China is a country with high prevalence of Hp infection and gastric cancer [1]; therefore, early prevention and treatment for CAG can provide substantial social and economic benefit. The prevalence of CAG vary widely among regions and countries, ranging from 4.1% at age 25 to 13.3% at age 99 in Europe and West Asia [5]. To our knowledge, there has only been one nationwide multicenter survey, which enrolled 8892 patients (18–65 years of age) among 10 cities (three southern cities) in China in 2011; it showed that the prevalence of CAG was 25.8% [6]. This finding suggested that China has a high prevalence of CAG, especially in northern and central areas. In our study, we explored the prevalence, characteristics, age distribution and etiology changes of CAG in South China over a 10-year period.


All patients who had firstly undergone endoscopy examinations from 1 January 2011 to 31 December 2020 in our hospital were enrolled, with the exception of patients who had upper gastrointestinal tumors and/or bleeding. All patients provided written informed consent to be included in the study prior to their examinations. All patients were taken two biopsies in antrum for both pathology and Hp tests. Biopsies were also collected from red and white mucosal sites in the body for pathology and another biopsy in the body was taken for Hp test when the inflammation was obvious. Formalin-fixed specimens were immediately sent for pathological diagnosis.

CAG was pathologically diagnosed on the basis of atrophied and reduced gastric mucosal epithelium and glands, as well as intestinal metaplasia, in accordance with the chronic gastritis guidelines established in China in 2017 [7]. Samples that had been collected before publication of the guidelines were retrospectively evaluated using the definitions in the 2017 guidelines.

Autoimmune atrophic gastritis (AAG) was defined as including gastric body atrophy, no Helicobacter pylori(Hp) present infection, negative Hp antibody in serum, and one of the three situations (positive intrinsic factor antibody findings, positive parietal cell antibody findings, Pepsinogens I ≤ 70 ng/ml and ratio of Pepsinogens I/Pepsinogens II ≤ 3). Hp present infection was defined as either positive rapid urease test results (Huitai Medical Technology Company, Shanghai, China) or positive pathological findings. Patients with gastric cancer after AAG were further analyzed.
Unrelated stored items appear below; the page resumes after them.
//! Application shell and layout.

use leptos::prelude::*;
use leptos_meta::{provide_meta_context, Meta, Title};
use leptos_router::components::{Route, Router, Routes, A};
use leptos_router::path;

use crate::pages::{CartPage, HomePage, ProductPage, WishlistPage};
use crate::state::{provide_shop, use_session};

// ============================================================================
// App Component
// ============================================================================

#[component]
pub fn App() -> impl IntoView {
    provide_meta_context();
    provide_shop();

    view! {
        <Meta name="description" content="SHOP.CO - find clothes that match your style"/>
        <Title text="SHOP.CO"/>

        <Router>
            <Header/>
            <main>
                <Routes fallback=|| view! { <NotFound/> }>
                    <Route path=path!("") view=HomePage/>
                    <Route path=path!("/product/:id") view=ProductPage/>
                    <Route path=path!("/cart") view=CartPage/>
                    <Route path=path!("/wishlist") view=WishlistPage/>
                </Routes>
            </main>
            <Footer/>
        </Router>
    }
}

// ============================================================================
// Layout Components
// ============================================================================

#[component]
fn Header() -> impl IntoView {
    let session = use_session();
    let cart_count = move || session.with(|s| s.cart().item_count()).to_string();
    let wishlist_count = move || session.with(|s| s.wishlist().len()).to_string();

    view! {
        <header>
            <div class="promo-banner">
                "Sign up and get 20% off on your first order"
            </div>
            <nav class="site-nav">
                <A href="/">
                    <span class="brand">"SHOP.CO"</span>
                </A>
                <div class="nav-links">
                    <a href="/#topsell">"On Sale"</a>
                    <a href="/#arrival">"New Arrivals"</a>
                </div>
                <div class="nav-icons">
                    <A href="/wishlist">"Wishlist (" {wishlist_count} ")"</A>
                    <A href="/cart">"Cart (" {cart_count} ")"</A>
                </div>
            </nav>
        </header>
    }
}

#[component]
fn Footer() -> impl IntoView {
    view! {
        <footer>
            <p>"SHOP.CO - Shop.co \u{a9} 2000-2024, All Rights Reserved"</p>
        </footer>
    }
}

/// 404 page
#[component]
fn NotFound() -> impl IntoView {
    view! {
        <div class="not-found">
            <h1>"404"</h1>
            <p>"Page not found"</p>
            <A href="/">"Back to Home"</A>
        </div>
    }
}
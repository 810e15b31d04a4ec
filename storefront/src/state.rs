//! Shared storefront state.
//!
//! The session lives in one `RwSignal` provided at the root; pages read it
//! with `with` and mutate it with `update`.

use std::sync::Arc;

use leptos::logging::{console_error, console_log, console_warn};
use leptos::prelude::*;
use shopco_commerce::prelude::*;
use shopco_observability::{LogLevel, LogSink};

/// Settings compiled into the bundle.
const SHOP_TOML: &str = include_str!("../shop.toml");

/// Create the catalog and session and put them in context.
pub fn provide_shop() {
    let (config, config_error) = match ShopConfig::from_toml_str(SHOP_TOML) {
        Ok(config) => (config, None),
        Err(e) => (ShopConfig::default(), Some(e)),
    };

    let session = ShopSession::with_sink(&config, console_sink());
    if let Some(e) = config_error {
        session
            .logger()
            .warn_builder("bundled config rejected, using defaults")
            .field("error", e.to_string())
            .emit();
    }

    provide_context(Arc::new(Catalog::demo(config.currency)));
    provide_context(RwSignal::new(session));
}

/// Route session logs to the browser console.
fn console_sink() -> LogSink {
    LogSink::callback(|level, line| match level {
        LogLevel::Error => console_error(line),
        LogLevel::Warn => console_warn(line),
        LogLevel::Info | LogLevel::Debug => console_log(line),
    })
}

pub fn use_session() -> RwSignal<ShopSession> {
    expect_context::<RwSignal<ShopSession>>()
}

pub fn use_catalog() -> Arc<Catalog> {
    expect_context::<Arc<Catalog>>()
}
//! Customer reviews shown on the product page.

use serde::{Deserialize, Serialize};

/// A customer review.
#[derive(Debug, Clone, Serialize, Deserialize, PartialEq)]
pub struct Review {
    pub id: u32,
    pub author: String,
    pub rating: u8,
    pub comment: String,
    /// Display date, already formatted.
    pub date: String,
}

impl Review {
    /// Rating as shown on the review card, e.g. "4/5".
    pub fn rating_label(&self) -> String {
        format!("{}/{}", self.rating, super::MAX_RATING)
    }
}

/// Reviews shown under every product.
pub fn demo_reviews() -> Vec<Review> {
    vec![
        Review {
            id: 1,
            author: "Samantha D.".to_string(),
            rating: 5,
            comment: "I love this product! The design is unique and fits perfectly.".to_string(),
            date: "August 14, 2020".to_string(),
        },
        Review {
            id: 2,
            author: "Alex M.".to_string(),
            rating: 4,
            comment: "Great quality! Comfortable and stylish.".to_string(),
            date: "August 10, 2024".to_string(),
        },
    ]
}
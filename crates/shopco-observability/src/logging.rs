//! Structured logging with session context.

use std::collections::BTreeMap;
use std::fmt;
use std::sync::atomic::{AtomicU64, Ordering};
use std::sync::{Arc, Mutex};

use serde::{Deserialize, Serialize};

/// Log level for structured logs.
#[derive(
    Debug, Clone, Copy, PartialEq, Eq, PartialOrd, Ord, Hash, Default, Serialize, Deserialize,
)]
#[serde(rename_all = "lowercase")]
pub enum LogLevel {
    Debug,
    #[default]
    Info,
    Warn,
    Error,
}

impl fmt::Display for LogLevel {
    fn fmt(&self, f: &mut fmt::Formatter<'_>) -> fmt::Result {
        match self {
            Self::Debug => write!(f, "DEBUG"),
            Self::Info => write!(f, "INFO"),
            Self::Warn => write!(f, "WARN"),
            Self::Error => write!(f, "ERROR"),
        }
    }
}

/// Output format for logs.
#[derive(Debug, Clone, Copy, PartialEq, Eq, Default, Serialize, Deserialize)]
#[serde(rename_all = "lowercase")]
pub enum LogFormat {
    /// JSON format (for log aggregation).
    #[default]
    Json,
    /// Human-readable format (for development).
    Human,
}

/// A structured log entry.
#[derive(Debug, Clone, PartialEq, Serialize)]
pub struct LogEntry {
    /// Position of this entry in the session's log stream.
    pub seq: u64,
    /// Log level.
    pub level: LogLevel,
    /// Log message.
    pub message: String,
    /// Session ID for correlation.
    pub session_id: String,
    /// Emitting component (e.g. "cart", "pricing").
    #[serde(skip_serializing_if = "Option::is_none")]
    pub component: Option<String>,
    /// Additional structured fields.
    #[serde(flatten)]
    pub fields: BTreeMap<String, serde_json::Value>,
}

impl LogEntry {
    /// Format as JSON string.
    pub fn to_json(&self) -> String {
        serde_json::to_string(self).unwrap_or_else(|_| self.message.clone())
    }

    /// Format as human-readable string.
    pub fn to_human(&self) -> String {
        let mut s = format!("[{}] #{} {}", self.level, self.seq, self.message);

        if let Some(component) = &self.component {
            s.push_str(&format!(" ({})", component));
        }

        if !self.fields.is_empty() {
            s.push_str(" | ");
            let fields: Vec<String> = self
                .fields
                .iter()
                .map(|(k, v)| format!("{}={}", k, v))
                .collect();
            s.push_str(&fields.join(" "));
        }

        s
    }

    /// Look up a structured field.
    pub fn field(&self, key: &str) -> Option<&serde_json::Value> {
        self.fields.get(key)
    }
}

/// In-memory capture of log entries.
#[derive(Debug, Clone, Default)]
pub struct MemorySink {
    entries: Arc<Mutex<Vec<LogEntry>>>,
}

impl MemorySink {
    /// Create an empty sink.
    pub fn new() -> Self {
        Self::default()
    }

    /// Snapshot of everything captured so far.
    pub fn entries(&self) -> Vec<LogEntry> {
        self.entries
            .lock()
            .map(|entries| entries.clone())
            .unwrap_or_else(|poisoned| poisoned.into_inner().clone())
    }

    /// Captured entries whose message matches exactly.
    pub fn with_message(&self, message: &str) -> Vec<LogEntry> {
        self.entries()
            .into_iter()
            .filter(|e| e.message == message)
            .collect()
    }

    fn push(&self, entry: LogEntry) {
        match self.entries.lock() {
            Ok(mut entries) => entries.push(entry),
            Err(poisoned) => poisoned.into_inner().push(entry),
        }
    }
}

/// Receives each formatted line with its level.
pub type LineCallback = Arc<dyn Fn(LogLevel, &str) + Send + Sync>;

/// Where formatted entries go.
#[derive(Clone, Default)]
pub enum LogSink {
    /// Write to stderr.
    #[default]
    Stderr,
    /// Hand formatted lines to a callback (e.g. the browser console).
    Callback(LineCallback),
    /// Keep entries in memory.
    Memory(MemorySink),
}

impl LogSink {
    /// Wrap a closure as a callback sink.
    pub fn callback(f: impl Fn(LogLevel, &str) + Send + Sync + 'static) -> Self {
        LogSink::Callback(Arc::new(f))
    }
}

impl fmt::Debug for LogSink {
    fn fmt(&self, f: &mut fmt::Formatter<'_>) -> fmt::Result {
        match self {
            LogSink::Stderr => f.write_str("Stderr"),
            LogSink::Callback(_) => f.write_str("Callback(..)"),
            LogSink::Memory(memory) => f.debug_tuple("Memory").field(memory).finish(),
        }
    }
}

/// Keys written by `LogEntry` itself; user fields with these names are prefixed.
const RESERVED_KEYS: [&str; 5] = ["seq", "level", "message", "session_id", "component"];

fn field_key(key: &str) -> String {
    if RESERVED_KEYS.contains(&key) {
        format!("field_{}", key)
    } else {
        key.to_string()
    }
}

/// Structured logger bound to one shopping session.
///
/// Clones share the sequence counter, so entries emitted through any clone
/// stay totally ordered.
#[derive(Debug, Clone)]
pub struct SessionLogger {
    session_id: String,
    component: Option<String>,
    min_level: LogLevel,
    format: LogFormat,
    sink: LogSink,
    seq: Arc<AtomicU64>,
}

impl SessionLogger {
    /// Create a new logger for a session.
    pub fn new(session_id: impl Into<String>) -> Self {
        Self {
            session_id: session_id.into(),
            component: None,
            min_level: LogLevel::Info,
            format: LogFormat::Json,
            sink: LogSink::Stderr,
            seq: Arc::new(AtomicU64::new(0)),
        }
    }

    /// Set minimum log level.
    pub fn with_min_level(mut self, level: LogLevel) -> Self {
        self.min_level = level;
        self
    }

    /// Set output format.
    pub fn with_format(mut self, format: LogFormat) -> Self {
        self.format = format;
        self
    }

    /// Set the output sink.
    pub fn with_sink(mut self, sink: LogSink) -> Self {
        self.sink = sink;
        self
    }

    /// A logger for a sub-component sharing this logger's stream.
    pub fn scoped(&self, component: impl Into<String>) -> Self {
        Self {
            component: Some(component.into()),
            ..self.clone()
        }
    }

    /// Check whether a level would be emitted.
    pub fn enabled(&self, level: LogLevel) -> bool {
        level >= self.min_level
    }

    /// Log at debug level.
    pub fn debug(&self, message: &str) {
        self.log(LogLevel::Debug, message, BTreeMap::new());
    }

    /// Log at info level.
    pub fn info(&self, message: &str) {
        self.log(LogLevel::Info, message, BTreeMap::new());
    }

    /// Log at warn level.
    pub fn warn(&self, message: &str) {
        self.log(LogLevel::Warn, message, BTreeMap::new());
    }

    fn log(&self, level: LogLevel, message: &str, fields: BTreeMap<String, serde_json::Value>) {
        if !self.enabled(level) {
            return;
        }

        let entry = LogEntry {
            seq: self.seq.fetch_add(1, Ordering::Relaxed),
            level,
            message: message.to_string(),
            session_id: self.session_id.clone(),
            component: self.component.clone(),
            fields,
        };

        match &self.sink {
            LogSink::Stderr => eprintln!("{}", self.render(&entry)),
            LogSink::Callback(callback) => callback(level, &self.render(&entry)),
            LogSink::Memory(memory) => memory.push(entry),
        }
    }

    fn render(&self, entry: &LogEntry) -> String {
        match self.format {
            LogFormat::Json => entry.to_json(),
            LogFormat::Human => entry.to_human(),
        }
    }

    /// Get the session ID.
    pub fn session_id(&self) -> &str {
        &self.session_id
    }
}

/// Builder for log entries with fluent API.
pub struct LogBuilder<'a> {
    logger: &'a SessionLogger,
    level: LogLevel,
    message: String,
    fields: BTreeMap<String, serde_json::Value>,
}

impl<'a> LogBuilder<'a> {
    /// Create a new log builder.
    pub fn new(logger: &'a SessionLogger, level: LogLevel, message: impl Into<String>) -> Self {
        Self {
            logger,
            level,
            message: message.into(),
            fields: BTreeMap::new(),
        }
    }

    /// Add a string field.
    pub fn field(mut self, key: &str, value: impl Into<String>) -> Self {
        self.fields
            .insert(field_key(key), serde_json::json!(value.into()));
        self
    }

    /// Add an unsigned integer field.
    pub fn field_u64(mut self, key: &str, value: u64) -> Self {
        self.fields.insert(field_key(key), serde_json::json!(value));
        self
    }

    /// Add a boolean field.
    pub fn field_bool(mut self, key: &str, value: bool) -> Self {
        self.fields.insert(field_key(key), serde_json::json!(value));
        self
    }

    /// Emit the log entry.
    pub fn emit(self) {
        self.logger.log(self.level, &self.message, self.fields);
    }
}

impl SessionLogger {
    /// Start building a debug log entry.
    pub fn debug_builder(&self, message: impl Into<String>) -> LogBuilder<'_> {
        LogBuilder::new(self, LogLevel::Debug, message)
    }

    /// Start building an info log entry.
    pub fn info_builder(&self, message: impl Into<String>) -> LogBuilder<'_> {
        LogBuilder::new(self, LogLevel::Info, message)
    }

    /// Start building a warn log entry.
    pub fn warn_builder(&self, message: impl Into<String>) -> LogBuilder<'_> {
        LogBuilder::new(self, LogLevel::Warn, message)
    }

    /// Start building an error log entry.
    pub fn error_builder(&self, message: impl Into<String>) -> LogBuilder<'_> {
        LogBuilder::new(self, LogLevel::Error, message)
    }
}

#[cfg(test)]
mod tests {
    use super::*;

    fn captured(level: LogLevel) -> (SessionLogger, MemorySink) {
        let sink = MemorySink::new();
        let logger = SessionLogger::new("sess-1")
            .with_min_level(level)
            .with_sink(LogSink::Memory(sink.clone()));
        (logger, sink)
    }

    #[test]
    fn test_level_filtering() {
        let (logger, sink) = captured(LogLevel::Info);
        logger.debug("hidden");
        logger.info("shown");
        logger.warn("also shown");

        let messages: Vec<String> = sink.entries().into_iter().map(|e| e.message).collect();
        assert_eq!(messages, vec!["shown", "also shown"]);
    }

    #[test]
    fn test_builder_fields() {
        let (logger, sink) = captured(LogLevel::Debug);
        logger
            .debug_builder("item added")
            .field("product_id", "3")
            .field_u64("quantity", 2)
            .field_bool("merged", false)
            .emit();

        let entry = &sink.entries()[0];
        assert_eq!(entry.level, LogLevel::Debug);
        assert_eq!(entry.field("product_id"), Some(&serde_json::json!("3")));
        assert_eq!(entry.field("quantity"), Some(&serde_json::json!(2)));
        assert_eq!(entry.field("merged"), Some(&serde_json::json!(false)));
    }

    #[test]
    fn test_scoped_loggers_share_sequence() {
        let (logger, sink) = captured(LogLevel::Info);
        let cart = logger.scoped("cart");
        let pricing = logger.scoped("pricing");

        cart.info("first");
        pricing.info("second");
        cart.info("third");

        let entries = sink.entries();
        let seqs: Vec<u64> = entries.iter().map(|e| e.seq).collect();
        assert_eq!(seqs, vec![0, 1, 2]);
        assert_eq!(entries[1].component.as_deref(), Some("pricing"));
        assert!(entries.iter().all(|e| e.session_id == "sess-1"));
        assert_eq!(cart.session_id(), "sess-1");
    }

    #[test]
    fn test_json_format() {
        let entry = LogEntry {
            seq: 4,
            level: LogLevel::Warn,
            message: "promo rejected".to_string(),
            session_id: "sess-1".to_string(),
            component: Some("pricing".to_string()),
            fields: BTreeMap::from([("code".to_string(), serde_json::json!("WRONG"))]),
        };

        let value: serde_json::Value = serde_json::from_str(&entry.to_json()).unwrap();
        assert_eq!(value["level"], "warn");
        assert_eq!(value["code"], "WRONG");
        assert_eq!(value["component"], "pricing");
        assert_eq!(value["seq"], 4);
    }

    #[test]
    fn test_human_format() {
        let entry = LogEntry {
            seq: 0,
            level: LogLevel::Info,
            message: "promo applied".to_string(),
            session_id: "sess-1".to_string(),
            component: None,
            fields: BTreeMap::from([("percent".to_string(), serde_json::json!(20))]),
        };

        assert_eq!(entry.to_human(), "[INFO] #0 promo applied | percent=20");
    }

    #[test]
    fn test_level_deserializes_from_lowercase() {
        let level: LogLevel = serde_json::from_str("\"warn\"").unwrap();
        assert_eq!(level, LogLevel::Warn);
        let format: LogFormat = serde_json::from_str("\"human\"").unwrap();
        assert_eq!(format, LogFormat::Human);
    }

    #[test]
    fn test_callback_sink_receives_formatted_lines() {
        let lines: Arc<Mutex<Vec<(LogLevel, String)>>> = Arc::default();
        let captured = Arc::clone(&lines);
        let logger = SessionLogger::new("sess-1")
            .with_format(LogFormat::Human)
            .with_sink(LogSink::callback(move |level, line| {
                captured.lock().unwrap().push((level, line.to_string()));
            }));

        logger.debug("hidden");
        logger.warn_builder("promo rejected").field("code", "WRONG").emit();

        let lines = lines.lock().unwrap();
        assert_eq!(lines.len(), 1);
        assert_eq!(lines[0].0, LogLevel::Warn);
        assert_eq!(lines[0].1, "[WARN] #0 promo rejected | code=\"WRONG\"");
    }

    #[test]
    fn test_reserved_field_names_are_prefixed() {
        let (logger, sink) = captured(LogLevel::Info);
        logger
            .info_builder("cart item added")
            .field("message", "shadow")
            .field_u64("seq", 99)
            .emit();

        let entry = &sink.entries()[0];
        assert_eq!(entry.message, "cart item added");
        assert_eq!(entry.field("field_message"), Some(&serde_json::json!("shadow")));
        assert_eq!(entry.field("field_seq"), Some(&serde_json::json!(99)));

        let value: serde_json::Value = serde_json::from_str(&entry.to_json()).unwrap();
        assert_eq!(value["seq"], 0);
        assert_eq!(value["message"], "cart item added");
    }
}
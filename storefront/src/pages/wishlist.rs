//! Wishlist page.

use leptos::prelude::*;
use leptos_router::components::A;
use shopco_commerce::prelude::*;

use crate::state::use_session;

#[component]
pub fn WishlistPage() -> impl IntoView {
    let session = use_session();
    let items = move || session.with(|s| s.wishlist().items().to_vec());

    view! {
        <div class="wishlist-page">
            <h1>"YOUR WISHLIST"</h1>
            {move || {
                let items = items();
                if items.is_empty() {
                    view! {
                        <div class="empty">
                            <p>"Your wishlist is empty."</p>
                            <A href="/">"Browse products"</A>
                        </div>
                    }
                    .into_any()
                } else {
                    items
                        .into_iter()
                        .map(|item| view! { <WishlistRow item=item/> })
                        .collect_view()
                        .into_any()
                }
            }}
        </div>
    }
}

#[component]
fn WishlistRow(item: WishlistItem) -> impl IntoView {
    let session = use_session();
    let move_id = item.id.clone();
    let remove_id = item.id.clone();
    let href = format!("/product/{}", item.id);

    view! {
        <div class="wishlist-row">
            {item.image.clone().map(|src| {
                view! { <img src=src alt=item.title.clone() width="100" height="100"/> }
            })}
            <div class="wishlist-row-info">
                <A href=href>
                    <h3>{item.title.clone()}</h3>
                </A>
                <span class="price">{item.price.display_compact()}</span>
            </div>
            <button class="btn" on:click=move |_| {
                session.update(|s| {
                    s.move_to_cart(&move_id);
                })
            }>"Move to cart"</button>
            <button class="remove" on:click=move |_| {
                session.update(|s| {
                    s.remove_from_wishlist(&remove_id);
                })
            }>"Remove"</button>
        </div>
    }
}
All patients were divided into groups 1 (2011–2015) and 2 (2016–2020). Patients who were diagnosed as CAG in group 1 were not included in group 2. The prevalence, characteristics, age distribution and etiology changes of CAG were compared between groups. All data were presented as counts and percentages. Paired Student’s t-tests and chi-square tests were used to investigate differences between groups. P-values < 0.05 were considered statistically significant.


In total, there were 24,084 patients with CAG during the entire study period; the prevalence of CAG was 20.92% (24,084/115,110). However, the prevalence increased slowly during the study period, such that it was significantly higher in group 2 than in group 1 (P < 0.05; Table1). Furthermore, there were 12,605 (52.34%) male patients with CAG and 11,749 (48.78%) female patients with CAG during the entire study period (24,084 total patients). In group 1, there were 4397 (51.92%) male patients with CAG and 4071 (48.08%) female patients with CAG (8468 total patients); in group 2, there were 8208 (52.56%) male patients with CAG and 7408 (47.44%) female patients with CAG (15,616 total patients). The proportions of male and female patients did not significantly differ between groups 1 and 2.

Table 1 Age distribution of patients with CAG in South China from 2011 to 2020

Overall, the prevalence of CAG increased in all age groups during the study period. CAG mostly occurred in middle-aged and older men (45 years of age); these comprised 69.76% of the patients in group 1 and 76.25% of the patients in group 2 (the proportion did not significantly differ between groups). Furthermore, there were more young patients with CAG (i.e., 11–29 years and 30–44 years) in group 2 than in group 1 (P < 0.05; Table 1).

In patients with CAG, the gastric mucosa exhibited red and white color in an alternating manner. Furthermore, large portions of mucosa were pale, thin, coarse, and dry, with cracks; the mucosa exhibited lighter color with a clearly visible underlying vascular network, and bile acid reflux was present (Fig. 1A, antrum atrophy; Fig. 1B, corpus atrophy). The pathological degree of atrophy and metaplasia of patients with CAG and AAG were shown in Table 2; there might be less moderate and severe atrophy in CAG in group 2 than group 1 (P < 0.05); it appeared that CAG in group 2 consisted largely of mild atrophy. However, it shown no difference in pathological degree of atrophy and metaplasia of patients with AAG between group 1 and group 2. It presented that AAG probably had more percentages of moderate and severe atrophy than CAG in group 2. The prevalence of gastric body atrophy was 40.86% (6380/15,616) in group 2, more than twofold greater than the prevalence in group 1 as 18.64% (1578/8468) (Fig. 1C), suggesting that the prevalence of gastric body atrophy increased during the second half of the study period; this might be related to dietary and environmental changes. In addition, the prevalence of AAG was 30.11% (4702/15,616) in group 2, higher than the prevalence of 13.57% (1149/8468) in group 1 (Fig. 1C) (P < 0.05).

Fig. 1
figure 1

AC CAG in the nearly decade in group 1 and group 2; A antrum atrophy; B corpus atrophy; C percentages of corpus atrophy and AAG, P < 0.05

Table 2 Pathological degree of atrophy and metaplasia of patients with CAG and AAG in South China from 2011 to 2020

More importantly, 82 (1.40%, 82/5851) gastric cancer patients after AAG (seen as Table 3), including 19 high-grade intraepithelial neoplasia (HGIEN) or intramucosal carcinoma, 13 gastric neuroendocrine tumor and 50 advanced gastric cancer were totally found in the decade. We further analyze the clinical features, dietary habits and medication before gastric cancer diagnosed. Most patients drank tea or coffee, but had no folic acid or vitamin B12 supplement in their daily life. In most instances, gastric cancers appeared after 2 or more years with AAG.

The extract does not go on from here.